Entre a intransigência e a indulgência da parte que me compete, enquanto escrevo em estado de greve, viceja uma espécie de literatura desencarnada. Desencarnada, pois o meu espírito, enquanto avatar de um eduzir mágico e volátil, deve se separar, temporariamente, da carne-ofício de hermetismos cartesianos e encarnar em antropófagas alquimias tupinambás.
Quando escrevo, o que eu escrevo é nada mais além do que o outro que lê e esse outro que lê é quem me devora: é o texto-que-é-o-outro-que é o devorador devorado. E o texto que me devora é meu e não é meu. Assim, o que é meu não é meu. Sou eu, quem escreve, que devora o outro, que lê, quem me devora. A antropofagia alquímica está aí. Nessa partícula meio-termo. A palavra separada do texto é a saliva que prepara o primeiro estágio do bolo-narrativa-alimentar. A ficção devora a mentira e a digere no estômago-fogueira. A intransigência do galho seco cede à indulgência do fogo vivo.
E no fogo vivo de um estômago indulgente a intransigência reside no fato de que tudo é ficção. Tudo. Por conseguinte, a mentira mor, a encarnação mais espessa, é crer que escrevo ficção quando é a ficção que me escreve.

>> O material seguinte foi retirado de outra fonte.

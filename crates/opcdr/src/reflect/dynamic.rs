// SPDX-License-Identifier: Apache-2.0 OR MIT
// Copyright (c) 2025-2026 naskel.com

//! Schema-less instances shaped by an instruction stream.

use std::collections::BTreeMap;
use std::sync::Arc;

use super::{Element, Elements, ElementsMut, FieldMut, FieldRef, Primitive, Reflect, SequenceMut};
use crate::config::DEFAULT_MAX_SEQUENCE_LEN;
use crate::descriptor::TopicDescriptor;
use crate::error::ConfigError;
use crate::ops::{instructions, Leaf, OpArena, Shape, StreamId, ROOT_STREAM};

/// Most values one default instance may hold, counting every array element.
pub const MAX_DEFAULT_VALUES: usize = DEFAULT_MAX_SEQUENCE_LEN as usize;

/// A value inside a [`DynamicSample`].
#[derive(Debug, Clone, PartialEq)]
pub enum DynValue {
    Prim(Primitive),
    Str(String),
    Struct(DynamicSample),
    /// Flattened fixed array.
    Array(Vec<DynValue>),
    Sequence(DynSequence),
}

impl DynValue {
    pub fn as_prim(&self) -> Option<Primitive> {
        match self {
            Self::Prim(p) => Some(*p),
            _ => None,
        }
    }

    pub fn as_str(&self) -> Option<&str> {
        match self {
            Self::Str(s) => Some(s),
            _ => None,
        }
    }

    pub fn as_struct(&self) -> Option<&DynamicSample> {
        match self {
            Self::Struct(s) => Some(s),
            _ => None,
        }
    }

    /// Elements of an array or sequence.
    pub fn items(&self) -> Option<&[DynValue]> {
        match self {
            Self::Array(items) => Some(items),
            Self::Sequence(seq) => Some(&seq.items),
            _ => None,
        }
    }

    /// Default value for `leaf`, charging every value built against `budget`.
    fn default_for(arena: &Arc<OpArena>, leaf: &Leaf, budget: &mut usize) -> Result<Self, ConfigError> {
        *budget = budget.saturating_sub(1);
        Ok(match leaf {
            Leaf::Prim(kind) => Self::Prim(Primitive::zero(*kind)),
            Leaf::Bool => Self::Prim(Primitive::Bool(false)),
            Leaf::String { .. } => Self::Str(String::new()),
            Leaf::Struct(stream) => Self::Struct(DynamicSample::build(arena, *stream, budget)?),
        })
    }
}

impl Element for DynValue {
    fn as_field(&self) -> FieldRef<'_> {
        match self {
            Self::Prim(p) => FieldRef::Prim(*p),
            Self::Str(s) => FieldRef::Str(s),
            Self::Struct(s) => FieldRef::Struct(s),
            Self::Array(items) => FieldRef::Array(items),
            Self::Sequence(seq) => FieldRef::Sequence(seq),
        }
    }

    fn as_field_mut(&mut self) -> FieldMut<'_> {
        match self {
            Self::Prim(p) => FieldMut::Prim(p.as_mut()),
            Self::Str(s) => FieldMut::Str(s),
            Self::Struct(s) => FieldMut::Struct(s),
            Self::Array(items) => FieldMut::Array(items),
            Self::Sequence(seq) => FieldMut::Sequence(seq),
        }
    }
}

/// A growable sequence that builds its own elements from the arena.
///
/// Elements are created lazily, so a stream may contain itself through a
/// sequence.
#[derive(Debug, Clone)]
pub struct DynSequence {
    arena: Arc<OpArena>,
    leaf: Leaf,
    items: Vec<DynValue>,
}

impl PartialEq for DynSequence {
    fn eq(&self, other: &Self) -> bool {
        self.leaf == other.leaf && self.items == other.items
    }
}

impl DynSequence {
    pub fn leaf(&self) -> &Leaf {
        &self.leaf
    }

    pub fn items(&self) -> &[DynValue] {
        &self.items
    }

    pub fn items_mut(&mut self) -> &mut [DynValue] {
        &mut self.items
    }

    /// Append a default element and return it.
    pub fn push_default(&mut self) -> Result<&mut DynValue, ConfigError> {
        let mut budget = MAX_DEFAULT_VALUES;
        let value = DynValue::default_for(&self.arena, &self.leaf, &mut budget)?;
        self.items.push(value);
        let last = self.items.len() - 1;
        Ok(&mut self.items[last])
    }
}

impl Elements for DynSequence {
    fn len(&self) -> usize {
        self.items.len()
    }

    fn element(&self, index: usize) -> Option<FieldRef<'_>> {
        self.items.get(index).map(Element::as_field)
    }
}

impl ElementsMut for DynSequence {
    fn element_mut(&mut self, index: usize) -> Option<FieldMut<'_>> {
        self.items.get_mut(index).map(Element::as_field_mut)
    }
}

impl SequenceMut for DynSequence {
    fn resize(&mut self, len: usize) -> Result<(), ConfigError> {
        if len <= self.items.len() {
            self.items.truncate(len);
            return Ok(());
        }
        self.items.reserve(len - self.items.len());
        while self.items.len() < len {
            self.push_default()?;
        }
        Ok(())
    }
}

/// An instance of any descriptor, fields keyed by field index.
#[derive(Debug, Clone, PartialEq, Default)]
pub struct DynamicSample {
    fields: BTreeMap<u32, DynValue>,
}

impl DynamicSample {
    /// Default-valued instance of `descriptor`'s root structure.
    pub fn new(descriptor: &TopicDescriptor) -> Result<Self, ConfigError> {
        Self::for_stream(&Arc::new(descriptor.ops.clone()), ROOT_STREAM)
    }

    /// Default-valued instance of the structure described by `stream`.
    ///
    /// The arena is validated first: a stream containing itself through a struct
    /// or array edge has no finite default.
    pub fn for_stream(arena: &Arc<OpArena>, stream: StreamId) -> Result<Self, ConfigError> {
        arena.validate()?;
        let mut budget = MAX_DEFAULT_VALUES;
        Self::build(arena, stream, &mut budget)
    }

    fn build(arena: &Arc<OpArena>, stream: StreamId, budget: &mut usize) -> Result<Self, ConfigError> {
        let words = arena.stream(stream).ok_or(ConfigError::StreamOutOfRange {
            stream,
            pc: 0,
            target: stream,
        })?;
        let mut fields = BTreeMap::new();
        for insn in instructions(stream, words) {
            let insn = insn?;
            let value = match &insn.shape {
                Shape::Single(leaf) => DynValue::default_for(arena, leaf, budget)?,
                Shape::Sequence(leaf) => DynValue::Sequence(DynSequence {
                    arena: Arc::clone(arena),
                    leaf: *leaf,
                    items: Vec::new(),
                }),
                Shape::Array { leaf, count } => {
                    let before = *budget;
                    let proto = DynValue::default_for(arena, leaf, budget)?;
                    let per = before - *budget;
                    let rest = per.checked_mul((*count as usize).saturating_sub(1));
                    match rest {
                        Some(rest) if rest <= *budget => *budget -= rest,
                        _ => {
                            return Err(ConfigError::ArrayTooLarge {
                                stream,
                                pc: insn.pc,
                                count: *count,
                                limit: MAX_DEFAULT_VALUES,
                            })
                        }
                    }
                    DynValue::Array(vec![proto; *count as usize])
                }
            };
            fields.insert(insn.field, value);
        }
        Ok(Self { fields })
    }

    pub fn get(&self, index: u32) -> Option<&DynValue> {
        self.fields.get(&index)
    }

    pub fn get_mut(&mut self, index: u32) -> Option<&mut DynValue> {
        self.fields.get_mut(&index)
    }

    /// Fields in index order.
    pub fn fields(&self) -> impl Iterator<Item = (u32, &DynValue)> {
        self.fields.iter().map(|(idx, value)| (*idx, value))
    }

    pub fn len(&self) -> usize {
        self.fields.len()
    }

    pub fn is_empty(&self) -> bool {
        self.fields.is_empty()
    }
}

impl Reflect for DynamicSample {
    fn field(&self, index: u32) -> Option<FieldRef<'_>> {
        self.fields.get(&index).map(Element::as_field)
    }

    fn field_mut(&mut self, index: u32) -> Option<FieldMut<'_>> {
        self.fields.get_mut(&index).map(Element::as_field_mut)
    }
}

Kuaracy Korá, emanação, é o tema, não (e também) demiurgos apostólicos romanos; Yamandu, mistério, é a trama, não (e também) caravelas joycianas-representações-de-si-mesmas; Tupã, criação, é o estilo, não (e também) lusofonias para além de Brasil-Portugal; Karai, enquanto liderança, os personagens; Tupancy, a mãe da Divindade, o cenário; Yaci; Jakairá; e assim em diante.
O devorar para ser devorado para devorado devorar.
A redundância do paradoxo é necessária.
Para que, de fato, a literatura, pelo menos a minha, desencarne, é preciso ir além da constatação de que o que é meu não é meu. É preciso conquistar o horizonte da ratificação de que, também, o que é do outro não é do outro. Quando leio, sou o outro que me escreve. Quando escrevo, sou o outro que me lê. Tudo é ficção. Nem tudo é literatura desencarnada. Talvez, espécies de literatura desencarnada. Como a que viceja enquanto escrevo em estado de greve.
Estado de greve.
Transe de greve.
A impermanência do permanente enquanto greve.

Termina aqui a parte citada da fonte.